[Date Prev][Date Next] [Chronological] [Thread] [Top]

Re: Testing for replication failures

Today at 4:27pm, Buchan Milne wrote:

> Hash: SHA1
> adp wrote:
> | While the list is discussing replication, I'd like to bring up the
> issue of
> | determining when replication has failed.
> |
> | Currently, I can only see there being one case I can monitor for: A master
> | and slave get out of sync and so the master begins producing an error
> log of
> | what entries it can't replicate (for example, if the master sends an 'add'
> | but the slave already has that entry). I monitor this by examining if the
> | error log file mtime has changed, and if so, emailing an error.
> |
> | Recently however I found that a mistake had been made the and port 389/tcp
> | on the slave had been firewalled. So the replog was growing and no
> | replication was taking place. Is it possible for me to detect this type of
> | error?

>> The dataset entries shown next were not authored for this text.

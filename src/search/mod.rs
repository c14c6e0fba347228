//! Treap-based top-k retrieval: the capped result buffer, the final
//! ranking, and the per-query state shared by the intersection and union
//! traversals.

pub mod intersection;
pub mod union;

use std::cmp::Ordering;
use std::collections::{BinaryHeap, HashMap};

use log::debug;

use crate::base::{DocId, Result, Score};
use crate::postings::PostingIndex;
use crate::treap::{NodeRef, Treap, TreapOptions};

pub use intersection::search_intersection;
pub use union::search_union;

/// A search function over pre-built query treaps
pub type SearchFn = fn(&[&str], &QueryTreaps, usize, DocId) -> Ranking;

/// A ranked result entry
#[derive(Clone, Copy, Debug)]
pub struct ScoredDocument {
    pub docid: DocId,
    pub score: Score,
}

impl std::fmt::Display for ScoredDocument {
    fn fmt(&self, f: &mut std::fmt::Formatter<'_>) -> std::fmt::Result {
        write!(f, "({},{})", self.docid, self.score)
    }
}

impl PartialEq for ScoredDocument {
    fn eq(&self, other: &Self) -> bool {
        self.score == other.score
    }
}

impl Eq for ScoredDocument {}

impl PartialOrd for ScoredDocument {
    fn partial_cmp(&self, other: &Self) -> Option<Ordering> {
        Some(self.cmp(other))
    }
}

impl Ord for ScoredDocument {
    // Reversed on score: the binary heap then keeps the worst kept result
    // on top, where eviction reads it in O(1)
    fn cmp(&self, other: &Self) -> Ordering {
        other.score.total_cmp(&self.score)
    }
}

/// Capped buffer of the k best-scored documents seen so far
pub struct TopDocuments {
    heap: BinaryHeap<ScoredDocument>,
    top_k: usize,
}

impl TopDocuments {
    pub fn new(top_k: usize) -> Self {
        Self {
            heap: BinaryHeap::new(),
            top_k,
        }
    }

    pub fn len(&self) -> usize {
        self.heap.len()
    }

    pub fn is_empty(&self) -> bool {
        self.heap.is_empty()
    }

    /// Adds a candidate and returns the updated lower bound L: the k-th
    /// best score once k results exist, negative infinity before that.
    pub fn add(&mut self, docid: DocId, score: Score) -> Score {
        if self.heap.len() < self.top_k {
            self.heap.push(ScoredDocument { docid, score });
        } else if self.heap.peek().map_or(false, |worst| worst.score < score) {
            self.heap.pop();
            self.heap.push(ScoredDocument { docid, score });
        }

        if self.heap.len() >= self.top_k {
            self.heap
                .peek()
                .map_or(Score::NEG_INFINITY, |worst| worst.score)
        } else {
            Score::NEG_INFINITY
        }
    }

    /// Consumes the buffer into the final descending ranking
    pub fn into_ranking(self) -> Ranking {
        Ranking(self.heap.into_sorted_vec().into_iter())
    }
}

/// Finite, non-restartable sequence of at most k scored documents in
/// strictly descending score order.
pub struct Ranking(std::vec::IntoIter<ScoredDocument>);

impl Iterator for Ranking {
    type Item = ScoredDocument;

    fn next(&mut self) -> Option<ScoredDocument> {
        self.0.next()
    }

    fn size_hint(&self) -> (usize, Option<usize>) {
        self.0.size_hint()
    }
}

impl ExactSizeIterator for Ranking {}

/// A query term's document frequency and posting treap
pub struct TermTreap {
    pub df: usize,
    pub treap: Treap,
}

/// One treap per query term, built for a single query and discarded with
/// it. The underlying `PostingIndex` stays shared and read-only.
pub type QueryTreaps = HashMap<String, TermTreap>;

/// Builds the per-term treaps for a query against the shared posting
/// index.
///
/// Terms absent from the index are skipped here and contribute nothing to
/// the query; corrupt postings (duplicate documents, ids colliding with
/// the sentinel) surface as errors.
pub fn build_treaps(index: &PostingIndex, query: &[impl AsRef<str>]) -> Result<QueryTreaps> {
    build_treaps_with_options(index, query, TreapOptions::default())
}

pub fn build_treaps_with_options(
    index: &PostingIndex,
    query: &[impl AsRef<str>],
    options: TreapOptions,
) -> Result<QueryTreaps> {
    let mut treaps = QueryTreaps::new();
    for term in query {
        let term = term.as_ref();
        if treaps.contains_key(term) {
            continue;
        }
        let Some(store) = index.term(term) else {
            debug!("Discarding term {:?}: not in the index", term);
            continue;
        };
        let treap = Treap::from_postings(store, index.d_bound(), options)?;
        treaps.insert(
            term.to_string(),
            TermTreap {
                df: store.df(),
                treap,
            },
        );
    }
    Ok(treaps)
}

/// Position of a per-term cursor: a treap node, or the sentinel that marks
/// "past the last document".
#[derive(Clone, Copy, PartialEq, Eq)]
pub(crate) enum Slot {
    Node(NodeRef),
    Sentinel,
}

/// Per-term traversal state: the active node, the ancestor stack pending a
/// re-visit (seeded with the sentinel), and the term's idf weight.
pub(crate) struct TermCursor<'a> {
    treap: &'a Treap,
    pub(crate) idf: Score,
    pub(crate) node: Slot,
    pub(crate) stack: Vec<Slot>,
    /// Earliest document this term can still land on (union forecast)
    pub(crate) next_doc: DocId,
    /// The sentinel id D
    bound: DocId,
}

impl<'a> TermCursor<'a> {
    fn new(treap: &'a Treap, idf: Score, min_id: DocId, bound: DocId) -> Self {
        let root = treap.root().expect("cursors are built on non-empty treaps");
        Self {
            treap,
            idf,
            node: Slot::Node(root),
            stack: vec![Slot::Sentinel],
            next_doc: min_id,
            bound,
        }
    }

    pub(crate) fn slot_id(&self, slot: Slot) -> DocId {
        match slot {
            Slot::Node(n) => self.treap.docid(n),
            Slot::Sentinel => self.bound,
        }
    }

    /// The sentinel carries priority D, an id used as a frequency
    pub(crate) fn slot_priority(&self, slot: Slot) -> Score {
        match slot {
            Slot::Node(n) => self.treap.priority(n) as Score,
            Slot::Sentinel => self.bound as Score,
        }
    }

    /// Document id of the active node
    pub(crate) fn id(&self) -> DocId {
        self.slot_id(self.node)
    }

    pub(crate) fn priority(&self) -> Score {
        self.slot_priority(self.node)
    }

    pub(crate) fn left(&self, slot: Slot) -> Option<NodeRef> {
        match slot {
            Slot::Node(n) => self.treap.left(n),
            Slot::Sentinel => None,
        }
    }

    pub(crate) fn right(&self, slot: Slot) -> Option<NodeRef> {
        match slot {
            Slot::Node(n) => self.treap.right(n),
            Slot::Sentinel => None,
        }
    }

    /// Id of the next ancestor pending a re-visit; one past the bound when
    /// the stack is exhausted.
    pub(crate) fn top_id(&self) -> DocId {
        self.stack
            .last()
            .map_or(self.bound + 1, |slot| self.slot_id(*slot))
    }
}

/// Assembles the traversal cursors for a query, in query order.
///
/// Duplicated terms keep their first occurrence; terms without a treap or
/// without postings are skipped and contribute no score, per the missing
/// term tolerance contract.
pub(crate) fn query_cursors<'a>(
    query: &[impl AsRef<str>],
    treaps: &'a QueryTreaps,
    d_bound: DocId,
) -> Vec<TermCursor<'a>> {
    let mut kept: Vec<&str> = Vec::new();
    let mut cursors = Vec::new();
    for term in query {
        let term = term.as_ref();
        if kept.contains(&term) {
            continue;
        }
        let Some(term_treap) = treaps.get(term) else {
            debug!("Term {:?} has no treap, skipping", term);
            continue;
        };
        if term_treap.df == 0 || term_treap.treap.is_empty() {
            debug!("Term {:?} has no postings, skipping", term);
            continue;
        }
        let min_id = term_treap
            .treap
            .search_min_id()
            .expect("non-empty treap has a minimum");
        let idf = (d_bound as Score / term_treap.df as Score).log10();
        kept.push(term);
        cursors.push(TermCursor::new(&term_treap.treap, idf, min_id, d_bound));
    }
    cursors
}

#[cfg(test)]
mod tests {
    use super::*;
    use rand::Rng;

    #[test]
    fn test_buffer_threshold() {
        let mut top = TopDocuments::new(3);
        assert_eq!(top.add(0, 0.1), Score::NEG_INFINITY);
        assert_eq!(top.add(1, 0.2), Score::NEG_INFINITY);

        // Third result fills the buffer: L becomes the worst kept score
        let mut threshold = top.add(2, 0.3);
        assert!((threshold - 0.1).abs() < 1e-12, "Expected 0.1 got {}", threshold);

        // Too low to enter
        threshold = top.add(3, 0.05);
        assert!((threshold - 0.1).abs() < 1e-12, "Expected 0.1 got {}", threshold);

        // Evicts the 0.1 entry
        threshold = top.add(4, 0.5);
        assert!((threshold - 0.2).abs() < 1e-12, "Expected 0.2 got {}", threshold);
    }

    #[test]
    fn test_buffer_keeps_k_largest() {
        let top_k = 10;
        let mut rng = rand::thread_rng();

        let mut top = TopDocuments::new(top_k);
        let mut scores: Vec<Score> = Vec::new();
        for docid in 0..10_000u64 {
            let score: Score = rng.gen();
            top.add(docid, score);
            scores.push(score);
        }
        assert_eq!(top.len(), top_k);

        scores.sort_by(|a, b| b.total_cmp(a));
        let observed: Vec<ScoredDocument> = top.into_ranking().collect();
        assert_eq!(observed.len(), top_k);
        for (expected, entry) in scores.iter().zip(observed.iter()) {
            assert_eq!(*expected, entry.score);
        }
    }

    #[test]
    fn test_ranking_is_descending() {
        let mut top = TopDocuments::new(5);
        for (docid, score) in [(1, 0.4), (2, 1.3), (3, 0.9)] {
            top.add(docid, score);
        }
        let ranked: Vec<ScoredDocument> = top.into_ranking().collect();
        assert_eq!(ranked.len(), 3);
        assert_eq!(ranked[0].docid, 2);
        assert_eq!(ranked[1].docid, 3);
        assert_eq!(ranked[2].docid, 1);
    }
}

I'd like to see a timeout error from slurpd in syslog like
> "Unable to
> | replicate for X hours." Alternatively, is there a file I can monitor that
> | would indicate something is wrong?
> |
> | (Yes, monitoring that we can connect to port 389/tcp would solve *this*
> | problem, but I'm more concerned with the general case.)
> |
> | Basically, I want to be able to easily answer at all times the
> question "Is
> | replication up and working properly?"
> |
> Look in slurpd.status

Specifically comparing the time stamps you will find there to the newest
timestamp listed in the slurpd.replica file in the same directory.
That's what I'm doing (every 10 minutes).

Frank Swasey                    | http://www.uvm.edu/~fcs
Systems Programmer              | Always remember: You are UNIQUE,
University of Vermont           |    just like everyone else.
        === God bless all inhabitants of your planet ===